Back in the present, Matt asks, “The one you told me about in the ER.”

“Oh, Dawn? Nah, kinda wish she was, though. Stupid selfish wish, but still,” I say and scratch my head, “I keep having these memories with her pop up every so often. It’s kinda nice. She’s funny; you’d like her.”

“Yeah, you’ll have to find her when you get out. How’s everything else? the classes?”

“It was strange at first, but it’s all familiar and routine,” I say, “In fact, this is the same room I stayed in last time.”

BEEEEEP, a voice from the room’s intercom sweetly states, “Hi there, everyone. Dinner is being served outside the nurses’ station.”

“Sounds like Trish,” I say. She has such a sweet inflection.

“Should I leave?” Matt asks, getting up.

“No, no. I’ll just bring it in here,” I assure him as I leave the room.
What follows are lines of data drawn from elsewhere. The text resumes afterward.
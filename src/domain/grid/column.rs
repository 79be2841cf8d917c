//! Column descriptors.
//!
//! An accessor is an explicit tagged variant: either a top-level field key
//! looked up on the record's serialized form, or a function that derives
//! the cell from the typed record.

use std::fmt;
use std::sync::Arc;

use serde_json::Value as JsonValue;

use super::Renderable;

/// Function accessor signature.
pub type CellFn<T> = Arc<dyn Fn(&T) -> Renderable + Send + Sync>;

/// How a column obtains its cell from a record.
pub enum Accessor<T> {
    /// Lookup of a top-level field on the serialized record.
    Field(String),

    /// Arbitrary transform of the record.
    Function(CellFn<T>),
}

impl<T> Clone for Accessor<T> {
    fn clone(&self) -> Self {
        match self {
            Accessor::Field(key) => Accessor::Field(key.clone()),
            Accessor::Function(f) => Accessor::Function(Arc::clone(f)),
        }
    }
}

impl<T> fmt::Debug for Accessor<T> {
    fn fmt(&self, f: &mut fmt::Formatter<'_>) -> fmt::Result {
        match self {
            Accessor::Field(key) => f.debug_tuple("Field").field(key).finish(),
            Accessor::Function(_) => f.write_str("Function(..)"),
        }
    }
}

impl<T> Accessor<T> {
    /// Resolves the cell value.
    ///
    /// `serialized` is the record's JSON form; it is only consulted by
    /// field accessors and is `None` when serialization failed.
    pub fn resolve(&self, record: &T, serialized: Option<&JsonValue>) -> Renderable {
        match self {
            Accessor::Field(key) => serialized
                .and_then(|value| value.get(key.as_str()))
                .map(Renderable::from_json)
                .unwrap_or(Renderable::Empty),
            Accessor::Function(f) => f(record),
        }
    }

    pub fn is_field(&self) -> bool {
        matches!(self, Accessor::Field(_))
    }
}

/// One table column: header label, accessor and optional class name.
///
/// Columns render in declaration order. Header labels are expected to be
/// unique within a grid, which is not checked.
pub struct ColumnDescriptor<T> {
    pub header: String,
    pub accessor: Accessor<T>,
    pub class_name: Option<String>,
}

impl<T> ColumnDescriptor<T> {
    /// Column backed by a field key.
    pub fn field(header: impl Into<String>, key: impl Into<String>) -> Self {
        Self {
            header: header.into(),
            accessor: Accessor::Field(key.into()),
            class_name: None,
        }
    }

    /// Column backed by a transform.
    pub fn computed<F>(header: impl Into<String>, f: F) -> Self
    where
        F: Fn(&T) -> Renderable + Send + Sync + 'static,
    {
        Self {
            header: header.into(),
            accessor: Accessor::Function(Arc::new(f)),
            class_name: None,
        }
    }

    pub fn with_class_name(mut self, class_name: impl Into<String>) -> Self {
        self.class_name = Some(class_name.into());
        self
    }
}

impl<T> Clone for ColumnDescriptor<T> {
    fn clone(&self) -> Self {
        Self {
            header: self.header.clone(),
            accessor: self.accessor.clone(),
            class_name: self.class_name.clone(),
        }
    }
}

impl<T> fmt::Debug for ColumnDescriptor<T> {
    fn fmt(&self, f: &mut fmt::Formatter<'_>) -> fmt::Result {
        f.debug_struct("ColumnDescriptor")
            .field("header", &self.header)
            .field("accessor", &self.accessor)
            .field("class_name", &self.class_name)
            .finish()
    }
}
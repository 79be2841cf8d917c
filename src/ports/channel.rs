//! Channel ports - the push-notification transport contract.
//!
//! A view connects to an endpoint, sends a subscribe handshake for its
//! topic, then registers listeners by event name. The transport is
//! responsible for any reconnection policy; callers never retry.

use async_trait::async_trait;
use std::sync::Arc;

use crate::domain::foundation::{DomainError, ListenerId};
use crate::domain::sync::ChannelEvent;

/// Receives events delivered on a channel.
///
/// Called from the transport's delivery context, so implementations
/// should hand the event off rather than doing work inline.
pub trait ChannelListener: Send + Sync {
    /// An event matching the registered name arrived.
    fn on_event(&self, event: ChannelEvent);

    /// The transport lost the channel after it was established.
    fn on_transport_error(&self, _error: DomainError) {}
}

/// Opens channels. One connector may serve many views, but each call to
/// `connect` yields an independent channel.
#[async_trait]
pub trait ChannelConnector: Send + Sync {
    /// Establish a channel to `endpoint`.
    async fn connect(&self, endpoint: &str) -> Result<Arc<dyn ChannelHandle>, DomainError>;
}

/// An established channel, exclusively owned by one live sync controller.
#[async_trait]
pub trait ChannelHandle: Send + Sync {
    /// Send the subscribe handshake for `topic`.
    async fn subscribe(&self, topic: &str) -> Result<(), DomainError>;

    /// Register `listener` for events named `event_name`.
    fn on(&self, event_name: &str, listener: Arc<dyn ChannelListener>) -> ListenerId;

    /// Remove a registration. Unknown ids are ignored.
    fn off(&self, listener_id: ListenerId);

    /// Close the channel. Idempotent.
    async fn close(&self);
}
Trish is handing out the trays, “Here’s your dinner, Crystal.” Today she wears a blue shirt with snowmen and kids amidst a snow ball fight. I find myself smiling at the memory of myself, Miri, and another coworker, Mark, chucking snowballs at each other during a communal smoke break. I hope they’re alright without me this week.

Crystal takes her tray and says, “Thank you,” with an enthusiastic smile that closes her eyes.
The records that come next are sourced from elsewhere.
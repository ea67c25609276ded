use std::cmp::Ordering;
use std::fs;
use std::path::Path;
use std::sync::Mutex;

use image::imageops::FilterType;
use tch::{CModule, Device, Kind, Tensor, nn::ModuleT};

use crate::models::Prediction;

const IMAGE_SIZE: u32 = 224;

#[derive(Debug, thiserror::Error)]
pub enum InferenceError {
    #[error("failed to decode image: {0}")]
    Decode(#[from] image::ImageError),
    #[error("failed to read label file: {0}")]
    Labels(#[from] std::io::Error),
    #[error("label file is empty")]
    NoLabels,
    #[error("model error: {0}")]
    Model(#[from] tch::TchError),
    #[error("model outputs {model} classes but the label file lists {labels}")]
    LabelMismatch { model: usize, labels: usize },
    #[error("model returned an empty probability vector")]
    EmptyOutput,
}

/// Wraps the TorchScript classifier artifact and its ordered label list,
/// both loaded once at startup. The module is behind a Mutex so concurrent
/// requests serialize their forward passes.
pub struct Classifier {
    module: Mutex<CModule>,
    labels: Vec<String>,
}

impl Classifier {
    /// Loads the artifact and the sidecar label list together, and runs one
    /// probe forward pass so a label/output arity mismatch aborts startup
    /// instead of mislabeling predictions later.
    pub fn load(model_path: &Path, labels_path: &Path) -> Result<Self, InferenceError> {
        let labels: Vec<String> = fs::read_to_string(labels_path)?
            .lines()
            .map(|line| line.trim().to_string())
            .filter(|line| !line.is_empty())
            .collect();
        if labels.is_empty() {
            return Err(InferenceError::NoLabels);
        }

        let device = Device::cuda_if_available();
        let module = CModule::load_on_device(model_path, device)?;

        let probe = Tensor::zeros(
            [1, 3, IMAGE_SIZE as i64, IMAGE_SIZE as i64],
            (Kind::Float, device),
        );
        let classes = module.forward_t(&probe, false).view([-1]).size()[0] as usize;
        if classes != labels.len() {
            return Err(InferenceError::LabelMismatch {
                model: classes,
                labels: labels.len(),
            });
        }

        log::info!(
            "Loaded classifier from {} with {} classes on {:?}",
            model_path.display(),
            labels.len(),
            device
        );

        Ok(Self {
            module: Mutex::new(module),
            labels,
        })
    }

    pub fn labels(&self) -> &[String] {
        &self.labels
    }

    /// Decodes the image at `path`, runs one forward pass, and returns the
    /// arg-max label with its probability as a percentage. Decode failures
    /// propagate to the caller.
    pub fn classify(&self, path: &Path) -> Result<Prediction, InferenceError> {
        let tensor = preprocess(path)?;
        let output = self
            .module
            .lock()
            .unwrap()
            .forward_t(&tensor, false)
            .softmax(-1, Kind::Float)
            .view([-1]);

        let classes = output.size()[0] as usize;
        let mut probabilities = vec![0.0f32; classes];
        output.copy_data(&mut probabilities, classes);

        let (index, confidence) =
            select_top(&probabilities).ok_or(InferenceError::EmptyOutput)?;
        Ok(Prediction {
            label: self.labels[index].clone(),
            confidence,
            probabilities,
        })
    }
}

/// Decode, resize to a fixed square, scale pixels to [0,1], and lay the
/// image out as a 1x3xHxW float tensor.
fn preprocess(path: &Path) -> Result<Tensor, InferenceError> {
    let img = image::open(path)?;
    let rgb = img
        .resize_exact(IMAGE_SIZE, IMAGE_SIZE, FilterType::Triangle)
        .to_rgb8();

    let side = IMAGE_SIZE as usize;
    let mut chw = vec![0.0f32; 3 * side * side];
    for (x, y, pixel) in rgb.enumerate_pixels() {
        for channel in 0..3 {
            chw[channel * side * side + y as usize * side + x as usize] =
                pixel[channel] as f32 / 255.0;
        }
    }

    Ok(Tensor::from_slice(&chw).view([1, 3, side as i64, side as i64]))
}

/// Arg-max over the probability vector, with the winning probability scaled
/// to a percentage and rounded to two decimals.
fn select_top(probabilities: &[f32]) -> Option<(usize, f64)> {
    probabilities
        .iter()
        .enumerate()
        .max_by(|a, b| a.1.partial_cmp(b.1).unwrap_or(Ordering::Equal))
        .map(|(index, p)| (index, (*p as f64 * 100.0 * 100.0).round() / 100.0))
}

#[cfg(test)]
mod tests {
    use super::*;

    #[test]
    fn select_top_picks_the_maximum() {
        let probs = [0.05f32, 0.7, 0.15, 0.1];
        let (index, confidence) = select_top(&probs).unwrap();
        assert_eq!(index, 1);
        assert!((confidence - 70.0).abs() < 1e-6);
    }

    #[test]
    fn confidence_is_rounded_to_two_decimals() {
        let probs = [0.123456f32, 0.876544];
        let (index, confidence) = select_top(&probs).unwrap();
        assert_eq!(index, 1);
        assert_eq!(confidence, 87.65);
    }

    #[test]
    fn select_top_on_empty_vector_is_none() {
        assert!(select_top(&[]).is_none());
    }

    #[test]
    fn preprocess_produces_a_unit_scaled_chw_tensor() {
        let img = image::RgbImage::from_pixel(64, 48, image::Rgb([255, 128, 0]));
        let dir = tempfile::tempdir().unwrap();
        let path = dir.path().join("flat.png");
        img.save(&path).unwrap();

        let tensor = preprocess(&path).unwrap();
        assert_eq!(tensor.size(), vec![1, 3, 224, 224]);
        let max = tensor.max().double_value(&[]);
        let min = tensor.min().double_value(&[]);
        assert!(max <= 1.0 && min >= 0.0);
    }
}
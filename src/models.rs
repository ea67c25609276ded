use serde::{Deserialize, Serialize};

use crate::remedies::RemedyRecord;

/// Output of a single forward pass: the arg-max label, its probability
/// scaled to a percentage (two decimals), and the full probability vector
/// in label-list order.
#[derive(Debug, Clone, Serialize, Deserialize)]
pub struct Prediction {
    pub label: String,
    pub confidence: f64,
    pub probabilities: Vec<f32>,
}

/// The result of one upload, held in the session cookie and overwritten by
/// the next prediction. Carries the label list alongside the probability
/// vector so the result and chart pages can re-render without touching the
/// classifier.
#[derive(Debug, Clone, Serialize, Deserialize)]
pub struct PredictionRecord {
    pub username: String,
    pub filename: String,
    pub disease: String,
    pub confidence: f64,
    pub remedy: RemedyRecord,
    pub labels: Vec<String>,
    pub values: Vec<f32>,
}

#[derive(Debug, Deserialize)]
pub struct CredentialsForm {
    pub username: String,
    pub password: String,
}
use std::io::Write;
use std::path::PathBuf;

use actix_files::Files;
use actix_multipart::Multipart;
use actix_session::Session;
use actix_web::http::header::{self, ContentDisposition};
use actix_web::{Error, HttpRequest, HttpResponse, error, web};
use askama::Template;
use futures::{StreamExt, TryStreamExt};

use crate::config::AppConfig;
use crate::db::users::UserStore;
use crate::inference::classifier::Classifier;
use crate::models::{CredentialsForm, PredictionRecord};
use crate::remedies::{RemedyRecord, get_remedy};
use crate::report::generate_report;

const SESSION_USERNAME: &str = "username";
const SESSION_PREDICTION: &str = "prediction";

#[derive(Template)]
#[template(path = "home.html")]
struct HomeTemplate;

#[derive(Template)]
#[template(path = "login.html")]
struct LoginTemplate {
    error: Option<&'static str>,
}

#[derive(Template)]
#[template(path = "signup.html")]
struct SignupTemplate {
    error: Option<&'static str>,
}

#[derive(Template)]
#[template(path = "dashboard.html")]
struct DashboardTemplate {
    username: String,
}

#[derive(Template)]
#[template(path = "result.html")]
struct ResultTemplate {
    image: String,
    disease: String,
    confidence: f64,
    remedy: RemedyRecord,
    labels_json: String,
    values_json: String,
}

#[derive(Template)]
#[template(path = "confidence_chart.html")]
struct ChartTemplate {
    disease: String,
    confidence: f64,
    labels_json: String,
    values_json: String,
}

pub fn configure_routes(cfg: &mut web::ServiceConfig, static_dir: PathBuf) {
    cfg.service(web::resource("/").route(web::get().to(home)))
        .service(web::resource("/login_page").route(web::get().to(login_page)))
        .service(
            web::resource("/signup")
                .route(web::get().to(signup_page))
                .route(web::post().to(signup)),
        )
        .service(
            web::resource("/login")
                .route(web::get().to(login_page))
                .route(web::post().to(login)),
        )
        .service(web::resource("/dashboard").route(web::get().to(dashboard)))
        .service(web::resource("/predict").route(web::post().to(predict)))
        .service(web::resource("/report").route(web::get().to(report)))
        .service(web::resource("/confidence-chart").route(web::get().to(confidence_chart)))
        .service(web::resource("/result").route(web::get().to(result)))
        .service(web::resource("/logout").route(web::get().to(logout)))
        .service(Files::new("/static", static_dir));
}

fn render<T: Template>(template: &T) -> Result<HttpResponse, Error> {
    let body = template.render().map_err(error::ErrorInternalServerError)?;
    Ok(HttpResponse::Ok()
        .content_type("text/html; charset=utf-8")
        .body(body))
}

fn redirect(location: &str) -> HttpResponse {
    HttpResponse::Found()
        .insert_header((header::LOCATION, location))
        .finish()
}

fn current_user(session: &Session) -> Option<String> {
    session.get(SESSION_USERNAME).ok().flatten()
}

fn current_prediction(session: &Session) -> Option<PredictionRecord> {
    session.get(SESSION_PREDICTION).ok().flatten()
}

async fn home() -> Result<HttpResponse, Error> {
    render(&HomeTemplate)
}

async fn login_page() -> Result<HttpResponse, Error> {
    render(&LoginTemplate { error: None })
}

async fn signup_page() -> Result<HttpResponse, Error> {
    render(&SignupTemplate { error: None })
}

async fn signup(
    users: web::Data<UserStore>,
    form: web::Form<CredentialsForm>,
) -> Result<HttpResponse, Error> {
    let created = users
        .create(&form.username, &form.password)
        .await
        .map_err(error::ErrorInternalServerError)?;

    if created {
        log::info!("created account for {}", form.username);
        Ok(redirect("/login_page"))
    } else {
        render(&SignupTemplate {
            error: Some("Username already exists!"),
        })
    }
}

async fn login(
    session: Session,
    users: web::Data<UserStore>,
    form: web::Form<CredentialsForm>,
) -> Result<HttpResponse, Error> {
    let verified = users
        .verify(&form.username, &form.password)
        .await
        .map_err(error::ErrorInternalServerError)?;

    if verified {
        session.insert(SESSION_USERNAME, &form.username)?;
        log::info!("{} logged in", form.username);
        Ok(redirect("/dashboard"))
    } else {
        // One generic message for unknown user and wrong password alike.
        render(&LoginTemplate {
            error: Some("Invalid credentials"),
        })
    }
}

async fn dashboard(session: Session) -> Result<HttpResponse, Error> {
    match current_user(&session) {
        Some(username) => render(&DashboardTemplate { username }),
        None => Ok(redirect("/")),
    }
}

async fn predict(
    req: HttpRequest,
    session: Session,
    mut payload: Multipart,
    config: web::Data<AppConfig>,
) -> Result<HttpResponse, Error> {
    let Some(username) = current_user(&session) else {
        return Ok(redirect("/"));
    };

    let mut filename = None;
    let mut image_data = Vec::new();
    while let Ok(Some(mut field)) = payload.try_next().await {
        if field.name() != Some("image") {
            continue;
        }
        filename = field
            .content_disposition()
            .and_then(|cd| cd.get_filename())
            .map(sanitize_filename);
        while let Some(chunk) = field.next().await {
            let data = chunk?;
            image_data.write_all(&data)?;
        }
    }

    let filename = match filename {
        Some(name) if !name.is_empty() && !image_data.is_empty() => name,
        _ => {
            return Ok(HttpResponse::Ok()
                .content_type("text/plain; charset=utf-8")
                .body("No image selected"));
        }
    };

    // Looked up only once there is something to classify, so the early
    // exits above do not depend on a loaded model.
    let classifier = req
        .app_data::<web::Data<Classifier>>()
        .ok_or_else(|| error::ErrorInternalServerError("classifier not configured"))?;

    let filepath = config.upload_dir.join(&filename);
    std::fs::write(&filepath, &image_data)?;

    let prediction = classifier.classify(&filepath).map_err(|e| {
        log::error!("inference failed for {}: {}", filepath.display(), e);
        error::ErrorInternalServerError(e)
    })?;
    log::info!(
        "{} classified {} as {} ({}%)",
        username,
        filename,
        prediction.label,
        prediction.confidence
    );

    let record = PredictionRecord {
        username,
        filename,
        disease: prediction.label.clone(),
        confidence: prediction.confidence,
        remedy: get_remedy(&prediction.label),
        labels: classifier.labels().to_vec(),
        values: prediction.probabilities,
    };
    session.insert(SESSION_PREDICTION, &record)?;

    render_result(&record)
}

async fn report(session: Session, config: web::Data<AppConfig>) -> Result<HttpResponse, Error> {
    let Some(record) = current_prediction(&session) else {
        return Ok(redirect("/dashboard"));
    };

    let path = generate_report(&record, &config.upload_dir, &config.report_dir)
        .map_err(error::ErrorInternalServerError)?;
    let bytes = std::fs::read(&path)?;
    let download_name = path
        .file_name()
        .and_then(|name| name.to_str())
        .unwrap_or("report.pdf")
        .to_string();

    Ok(HttpResponse::Ok()
        .content_type("application/pdf")
        .insert_header(ContentDisposition::attachment(download_name))
        .body(bytes))
}

async fn confidence_chart(session: Session) -> Result<HttpResponse, Error> {
    let Some(record) = current_prediction(&session) else {
        return Ok(redirect("/dashboard"));
    };

    render(&ChartTemplate {
        disease: record.disease,
        confidence: record.confidence,
        labels_json: to_json(&record.labels)?,
        values_json: to_json(&record.values)?,
    })
}

async fn result(session: Session) -> Result<HttpResponse, Error> {
    match current_prediction(&session) {
        Some(record) => render_result(&record),
        None => Ok(redirect("/dashboard")),
    }
}

async fn logout(session: Session) -> HttpResponse {
    session.purge();
    redirect("/")
}

fn render_result(record: &PredictionRecord) -> Result<HttpResponse, Error> {
    render(&ResultTemplate {
        image: record.filename.clone(),
        disease: record.disease.clone(),
        confidence: record.confidence,
        remedy: record.remedy.clone(),
        labels_json: to_json(&record.labels)?,
        values_json: to_json(&record.values)?,
    })
}

fn to_json<T: serde::Serialize>(value: &T) -> Result<String, Error> {
    serde_json::to_string(value).map_err(error::ErrorInternalServerError)
}

/// Strips any path components and reduces the rest to `[A-Za-z0-9._-]`,
/// after werkzeug's secure_filename. Different users uploading the same
/// filename still collide; that matches the historical behavior.
fn sanitize_filename(name: &str) -> String {
    let base = name.rsplit(['/', '\\']).next().unwrap_or("");
    let cleaned: String = base
        .chars()
        .map(|c| {
            if c.is_ascii_alphanumeric() || c == '.' || c == '-' || c == '_' {
                c
            } else {
                '_'
            }
        })
        .collect();
    cleaned.trim_matches('.').to_string()
}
“You’re welcome,” Trish pleasantly says and grabs another tray, “Here you are, Chris.”

“Thank you, ma’am,” he says, “Though, maybe I should skip a meal,” he looks at his gut and belts, “o’ twenty!” and bursts into his hearty low laughter. His gut bounces with every laugh.

Trish lightly laughs as well, and, with a few courteous nods, she says, “You’re welcome, Chris,” and he saunters toward the lounge still laughing. Trish is radiant with her rouge as per usual. She greets me with a smile and searches for my tray, “Hi, Devan.”
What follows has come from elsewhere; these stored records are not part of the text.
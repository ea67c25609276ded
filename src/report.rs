use std::fs::File;
use std::io::BufWriter;
use std::path::{Path, PathBuf};

use chrono::Local;
use printpdf::image_crate::GenericImageView;
use printpdf::{
    BuiltinFont, ImageTransform, IndirectFontRef, Mm, PdfDocument, PdfDocumentReference,
    PdfLayerReference,
};

use crate::models::PredictionRecord;

const PAGE_WIDTH_MM: f64 = 210.0;
const PAGE_HEIGHT_MM: f64 = 297.0;
const MARGIN_MM: f64 = 15.0;
const BODY_LINE_MM: f64 = 6.0;
const BODY_WRAP_CHARS: usize = 88;
const IMAGE_WIDTH_MM: f64 = 90.0;

#[derive(Debug, thiserror::Error)]
pub enum ReportError {
    #[error("pdf error: {0}")]
    Pdf(#[from] printpdf::Error),
    #[error("io error: {0}")]
    Io(#[from] std::io::Error),
}

/// Top-down text cursor over the document, inserting page breaks when a
/// block would run past the bottom margin.
struct ReportWriter {
    doc: PdfDocumentReference,
    layer: PdfLayerReference,
    regular: IndirectFontRef,
    bold: IndirectFontRef,
    y: f64,
}

impl ReportWriter {
    fn new(title: &str) -> Result<Self, ReportError> {
        let (doc, page, layer) =
            PdfDocument::new(title, Mm(PAGE_WIDTH_MM as f32), Mm(PAGE_HEIGHT_MM as f32), "Layer 1");
        let regular = doc.add_builtin_font(BuiltinFont::Helvetica)?;
        let bold = doc.add_builtin_font(BuiltinFont::HelveticaBold)?;
        let layer = doc.get_page(page).get_layer(layer);
        Ok(Self {
            doc,
            layer,
            regular,
            bold,
            y: MARGIN_MM,
        })
    }

    fn ensure_space(&mut self, needed_mm: f64) {
        if self.y + needed_mm > PAGE_HEIGHT_MM - MARGIN_MM {
            let (page, layer) =
                self.doc
                    .add_page(Mm(PAGE_WIDTH_MM as f32), Mm(PAGE_HEIGHT_MM as f32), "Layer 1");
            self.layer = self.doc.get_page(page).get_layer(layer);
            self.y = MARGIN_MM;
        }
    }

    fn line(&mut self, text: &str, font: &IndirectFontRef, size: f64, advance_mm: f64) {
        self.ensure_space(advance_mm);
        self.y += advance_mm;
        self.layer.use_text(
            text,
            size as f32,
            Mm(MARGIN_MM as f32),
            Mm((PAGE_HEIGHT_MM - self.y) as f32),
            font,
        );
    }

    fn title(&mut self, text: &str) {
        self.ensure_space(10.0);
        self.y += 10.0;
        // Roughly centered for the fixed report title width.
        self.layer.use_text(
            text,
            16.0,
            Mm(60.0),
            Mm((PAGE_HEIGHT_MM - self.y) as f32),
            &self.bold,
        );
    }

    fn heading(&mut self, text: &str) {
        let bold = self.bold.clone();
        self.line(text, &bold, 14.0, 10.0);
    }

    fn body_line(&mut self, text: &str) {
        let regular = self.regular.clone();
        self.line(text, &regular, 12.0, BODY_LINE_MM);
    }

    fn paragraph(&mut self, text: &str) {
        for line in wrap_text(text, BODY_WRAP_CHARS) {
            self.body_line(&line);
        }
    }

    fn bullet(&mut self, text: &str) {
        let mut first = true;
        for line in wrap_text(text, BODY_WRAP_CHARS - 2) {
            if first {
                self.body_line(&format!("- {}", line));
                first = false;
            } else {
                self.body_line(&format!("  {}", line));
            }
        }
    }

    fn spacer(&mut self, mm: f64) {
        self.ensure_space(mm);
        self.y += mm;
    }
}

/// Renders the prediction record as a fixed-layout PDF under
/// `<report_dir>/<username>_report.pdf` and returns that path. A failure to
/// embed the uploaded image is logged and skipped; the rest of the report
/// is still produced.
pub fn generate_report(
    record: &PredictionRecord,
    upload_dir: &Path,
    report_dir: &Path,
) -> Result<PathBuf, ReportError> {
    let report_path = report_dir.join(format!("{}_report.pdf", record.username));
    let mut writer = ReportWriter::new("Rice Disease Detection Report")?;

    writer.title("Rice Disease Detection Report");
    writer.spacer(4.0);
    writer.body_line(&format!("User: {}", record.username));
    writer.body_line(&format!(
        "Date: {}",
        Local::now().format("%Y-%m-%d %H:%M:%S")
    ));
    writer.body_line(&format!("Disease: {}", record.disease));
    writer.body_line(&format!("Confidence: {}%", record.confidence));
    writer.spacer(5.0);

    writer.heading("Description:");
    writer.paragraph(&record.remedy.description);

    if !record.remedy.management.is_empty() {
        writer.heading("Recommended Management Practices:");
        for point in &record.remedy.management {
            writer.bullet(point);
        }
    }

    if !record.remedy.solutions.is_empty() {
        writer.heading("Solutions:");
        for solution in &record.remedy.solutions {
            writer.bullet(solution);
        }
    }

    embed_image(&mut writer, &upload_dir.join(&record.filename));

    let file = File::create(&report_path)?;
    writer.doc.save(&mut BufWriter::new(file))?;
    Ok(report_path)
}

fn embed_image(writer: &mut ReportWriter, image_path: &Path) {
    let img = match printpdf::image_crate::open(image_path) {
        Ok(img) => img,
        Err(e) => {
            log::warn!(
                "could not add image {} to report: {}",
                image_path.display(),
                e
            );
            return;
        }
    };

    // printpdf assumes 300 dpi when no dpi is given; scale to a fixed width.
    let (width_px, height_px) = img.dimensions();
    let width_mm = width_px as f64 / 300.0 * 25.4;
    let height_mm = height_px as f64 / 300.0 * 25.4;
    let scale = IMAGE_WIDTH_MM / width_mm;

    writer.spacer(10.0);
    writer.ensure_space(height_mm * scale);
    writer.y += height_mm * scale;

    let pdf_image = printpdf::Image::from_dynamic_image(&img);
    pdf_image.add_to_layer(
        writer.layer.clone(),
        ImageTransform {
            translate_x: Some(Mm(60.0)),
            translate_y: Some(Mm((PAGE_HEIGHT_MM - writer.y) as f32)),
            scale_x: Some(scale as f32),
            scale_y: Some(scale as f32),
            ..Default::default()
        },
    );
}

fn wrap_text(text: &str, max_chars: usize) -> Vec<String> {
    let mut lines = Vec::new();
    let mut current = String::new();
    for word in text.split_whitespace() {
        if !current.is_empty() && current.len() + 1 + word.len() > max_chars {
            lines.push(std::mem::take(&mut current));
        }
        if !current.is_empty() {
            current.push(' ');
        }
        current.push_str(word);
    }
    if !current.is_empty() {
        lines.push(current);
    }
    lines
}

#[cfg(test)]
mod tests {
    use super::*;
    use crate::remedies::get_remedy;

    #[test]
    fn wrap_text_respects_the_character_budget() {
        let lines = wrap_text("one two three four five six seven", 10);
        assert!(lines.iter().all(|l| l.len() <= 10));
        assert_eq!(lines.join(" "), "one two three four five six seven");
    }

    #[test]
    fn wrap_text_keeps_short_text_on_one_line() {
        assert_eq!(wrap_text("short text", 80), vec!["short text".to_string()]);
        assert!(wrap_text("", 80).is_empty());
    }

    #[test]
    fn spacer_breaks_the_page_instead_of_eating_the_margin() {
        let mut writer = ReportWriter::new("test").unwrap();
        writer.y = PAGE_HEIGHT_MM - MARGIN_MM - 2.0;
        writer.spacer(10.0);
        assert_eq!(writer.y, MARGIN_MM + 10.0);

        // Well clear of the margin, a spacer just advances the cursor.
        let mut writer = ReportWriter::new("test").unwrap();
        writer.y = 100.0;
        writer.spacer(10.0);
        assert_eq!(writer.y, 110.0);
    }

    #[test]
    fn report_is_produced_even_when_the_image_is_missing() {
        let tmp = tempfile::tempdir().unwrap();
        let dir = tmp.path().to_path_buf();

        let record = PredictionRecord {
            username: "alice".into(),
            filename: "does_not_exist.jpg".into(),
            disease: "leaf_blast".into(),
            confidence: 97.13,
            remedy: get_remedy("leaf_blast"),
            labels: vec!["healthy".into(), "leaf_blast".into()],
            values: vec![0.0287, 0.9713],
        };

        let path = generate_report(&record, &dir, &dir).unwrap();
        assert_eq!(path, dir.join("alice_report.pdf"));
        assert!(std::fs::metadata(&path).unwrap().len() > 0);
    }
}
“Hello, Trish,” I say and ask, “Was that you on the intercom?”

“Yep, guilty!” she brightly says.

“I knew it! and thank you,” I say, holding the tray with one hand as a tiny wave from the meds hits me and I slightly sway.

“You’re welcome, enjoy.”

I turn to head back to my room, but Trish says, “Hey,” so I turn back around as that single soft syllable echoes in my ears.


Dawn stands there holding her tray, a white bedsheet over her shoulders barely not grazing the ground. She says, “Hey,” and steps forward a bit, “Dev, right?”

“Yeah, Dev. And you’re… Dawn?” I feign the effort to recall her name.

“Yep,” she states and rocks back and forth on her fe`et, then nods at my tray and asks, “Wha’cha’ doin’?”

“I’m just gonna go eat,” I timidly say.

“Where?” she quickly, knowingly asks and steps up on her toes and glances toward my room.

I look over my shoulder and stupidly say, “Um, my room.”

“Ya’ know? you can eat in the lounge with us, too. None of us are too crazy,” she winks and I awkwardly chuckle. “And, I’ll protect ya’ if anyone starts bitin’,” she says with a bite.


“Joking!” Dawn assures and lurches forward, nearly dropping her tray. Her bed sheet falls to the floor, but she steps up beside me regardless. She smiles and nods toward the lounge, “Come on. You can sit next to me.” 

Her freckled smile so sweet, her eyes so green. I pick up her bedsheet with my free hand, the other still holding my tray. I find myself walking next to her.

“Thanks,” Dawn says, “We can play Uno after.”

“Sounds like a plan,” I say and smile.


“Devan? You okay?” Trish asks.

“Yeah, sorry,” I say as I fumble through my thoughts, “Meds are still messing with me. Just drifted away,”

“Okay, no worries. Would you like some help back to your room?”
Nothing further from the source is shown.